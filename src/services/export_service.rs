//! ZIP export of a generated website.
//!
//! The archive always holds exactly four entries: `index.html`,
//! `styles.css`, `script.js` and a `README.md` describing them.

use std::fs;
use std::io::{Cursor, Write};
use std::path::{Path, PathBuf};

use zip::write::FileOptions;
use zip::{CompressionMethod, DateTime, ZipWriter};

use crate::types::artifact::Artifact;
use crate::types::errors::ExportError;
use crate::types::settings::DEFAULT_PROJECT_NAME;

pub const HTML_ENTRY: &str = "index.html";
pub const CSS_ENTRY: &str = "styles.css";
pub const JS_ENTRY: &str = "script.js";
pub const README_ENTRY: &str = "README.md";

/// Archive extension appended to the project name.
pub const ARCHIVE_EXTENSION: &str = "zip";

/// README placed next to the three source files.
pub fn readme(project_name: &str) -> String {
    format!(
        "# {}\n\nThis project was generated with Sitewright.\n\n## Files\n\n\
         - {}: Main HTML file\n- {}: CSS styles\n- {}: JavaScript functionality\n\n\
         ## How to use\n\n1. Extract all files to the same folder\n\
         2. Open {} in your browser\n3. To make edits, use any code editor\n",
        project_name, HTML_ENTRY, CSS_ENTRY, JS_ENTRY, HTML_ENTRY
    )
}

/// Packages `artifact` into an in-memory ZIP archive.
///
/// Entry timestamps are pinned, so identical inputs produce identical bytes
/// for a given `zip` crate version.
pub fn to_archive(artifact: &Artifact, project_name: &str) -> Result<Vec<u8>, ExportError> {
    let mut buffer = Vec::new();
    {
        let mut zip = ZipWriter::new(Cursor::new(&mut buffer));
        let options = FileOptions::default()
            .compression_method(CompressionMethod::Deflated)
            .last_modified_time(DateTime::default())
            .unix_permissions(0o644);

        let entries = [
            (HTML_ENTRY, artifact.html.as_str()),
            (CSS_ENTRY, artifact.css.as_str()),
            (JS_ENTRY, artifact.js.as_str()),
        ];
        for (name, content) in entries {
            zip.start_file(name, options)?;
            zip.write_all(content.as_bytes())
                .map_err(|e| ExportError::Archive(e.to_string()))?;
        }

        zip.start_file(README_ENTRY, options)?;
        zip.write_all(readme(project_name).as_bytes())
            .map_err(|e| ExportError::Archive(e.to_string()))?;

        zip.finish()?;
    }
    Ok(buffer)
}

/// Turns a project name into a safe file stem: lowercase ASCII alphanumerics
/// separated by single dashes.
pub fn slugify(project_name: &str) -> String {
    let mut slug = String::with_capacity(project_name.len());
    let mut pending_dash = false;
    for c in project_name.chars() {
        if c.is_ascii_alphanumeric() {
            if pending_dash && !slug.is_empty() {
                slug.push('-');
            }
            pending_dash = false;
            slug.push(c.to_ascii_lowercase());
        } else {
            pending_dash = true;
        }
    }
    slug
}

/// File name the archive is saved under.
pub fn archive_file_name(project_name: &str) -> String {
    let stem = slugify(project_name);
    let stem = if stem.is_empty() { DEFAULT_PROJECT_NAME.to_string() } else { stem };
    format!("{}.{}", stem, ARCHIVE_EXTENSION)
}

/// Builds the archive and writes it into `dir`, returning the written path.
pub fn write_archive(artifact: &Artifact, project_name: &str, dir: &Path) -> Result<PathBuf, ExportError> {
    let bytes = to_archive(artifact, project_name)?;

    fs::create_dir_all(dir).map_err(|e| ExportError::Io(format!("{}: {}", dir.display(), e)))?;
    let path = dir.join(archive_file_name(project_name));
    fs::write(&path, &bytes).map_err(|e| ExportError::Io(format!("{}: {}", path.display(), e)))?;

    tracing::info!(path = %path.display(), bytes = bytes.len(), "archive written");
    Ok(path)
}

* * *

== Description of the task ==
Having read the records above, print them out again exactly.

== Task answer ==
filename src/services/export_service.rs
//! ZIP export of a generated website.
//!
//! The archive always holds exactly four entries: `index.html`,
//! `styles.css`, `script.js` and a `README.md` describing them.

use std::fs;
use std::io::{Cursor, Write};
use std::path::{Path, PathBuf};

use zip::write::FileOptions;
use zip::{CompressionMethod, DateTime, ZipWriter};

use crate::types::artifact::Artifact;
use crate::types::errors::ExportError;
use crate::types::settings::DEFAULT_PROJECT_NAME;

pub const HTML_ENTRY: &str = "index.html";
pub const CSS_ENTRY: &str = "styles.css";
pub const JS_ENTRY: &str = "script.js";
pub const README_ENTRY: &str = "README.md";

/// Archive extension appended to the project name.
pub const ARCHIVE_EXTENSION: &str = "zip";

/// README placed next to the three source files.
pub fn readme(project_name: &str) -> String {
    format!(
        "# {}\n\nThis project was generated with Sitewright.\n\n## Files\n\n\
         - {}: Main HTML file\n- {}: CSS styles\n- {}: JavaScript functionality\n\n\
         ## How to use\n\n1. Extract all files to the same folder\n\
         2. Open {} in your browser\n3. To make edits, use any code editor\n",
        project_name, HTML_ENTRY, CSS_ENTRY, JS_ENTRY, HTML_ENTRY
    )
}

/// Packages `artifact` into an in-memory ZIP archive.
///
/// Entry timestamps are pinned, so identical inputs produce identical bytes
/// for a given `zip` crate version.
pub fn to_archive(artifact: &Artifact, project_name: &str) -> Result<Vec<u8>, ExportError> {
    let mut buffer = Vec::new();
    {
        let mut zip = ZipWriter::new(Cursor::new(&mut buffer));
        let options = FileOptions::default()
            .compression_method(CompressionMethod::Deflated)
            .last_modified_time(DateTime::default())
            .unix_permissions(0o644);

        let entries = [
            (HTML_ENTRY, artifact.html.as_str()),
            (CSS_ENTRY, artifact.css.as_str()),
            (JS_ENTRY, artifact.js.as_str()),
        ];
        for (name, content) in entries {
            zip.start_file(name, options)?;
            zip.write_all(content.as_bytes())
                .map_err(|e| ExportError::Archive(e.to_string()))?;
        }

        zip.start_file(README_ENTRY, options)?;
        zip.write_all(readme(project_name).as_bytes())
            .map_err(|e| ExportError::Archive(e.to_string()))?;

        zip.finish()?;
    }
    Ok(buffer)
}

/// Turns a project name into a safe file stem: lowercase ASCII alphanumerics
/// separated by single dashes.
pub fn slugify(project_name: &str) -> String {
    let mut slug = String::with_capacity(project_name.len());
    let mut pending_dash = false;
    for c in project_name.chars() {
        if c.is_ascii_alphanumeric() {
            if pending_dash && !slug.is_empty() {
                slug.push('-');
            }
            pending_dash = false;
            slug.push(c.to_ascii_lowercase());
        } else {
            pending_dash = true;
        }
    }
    slug
}

/// File name the archive is saved under.
pub fn archive_file_name(project_name: &str) -> String {
    let stem = slugify(project_name);
    let stem = if stem.is_empty() { DEFAULT_PROJECT_NAME.to_string() } else { stem };
    format!("{}.{}", stem, ARCHIVE_EXTENSION)
}

/// Builds the archive and writes it into `dir`, returning the written path.
pub fn write_archive(artifact: &Artifact, project_name: &str, dir: &Path) -> Result<PathBuf, ExportError> {
    let bytes = to_archive(artifact, project_name)?;

    fs::create_dir_all(dir).map_err(|e| ExportError::Io(format!("{}: {}", dir.display(), e)))?;
    let path = dir.join(archive_file_name(project_name));
    fs::write(&path, &bytes).map_err(|e| ExportError::Io(format!("{}: {}", path.display(), e)))?;

    tracing::info!(path = %path.display(), bytes = bytes.len(), "archive written");
    Ok(path)
}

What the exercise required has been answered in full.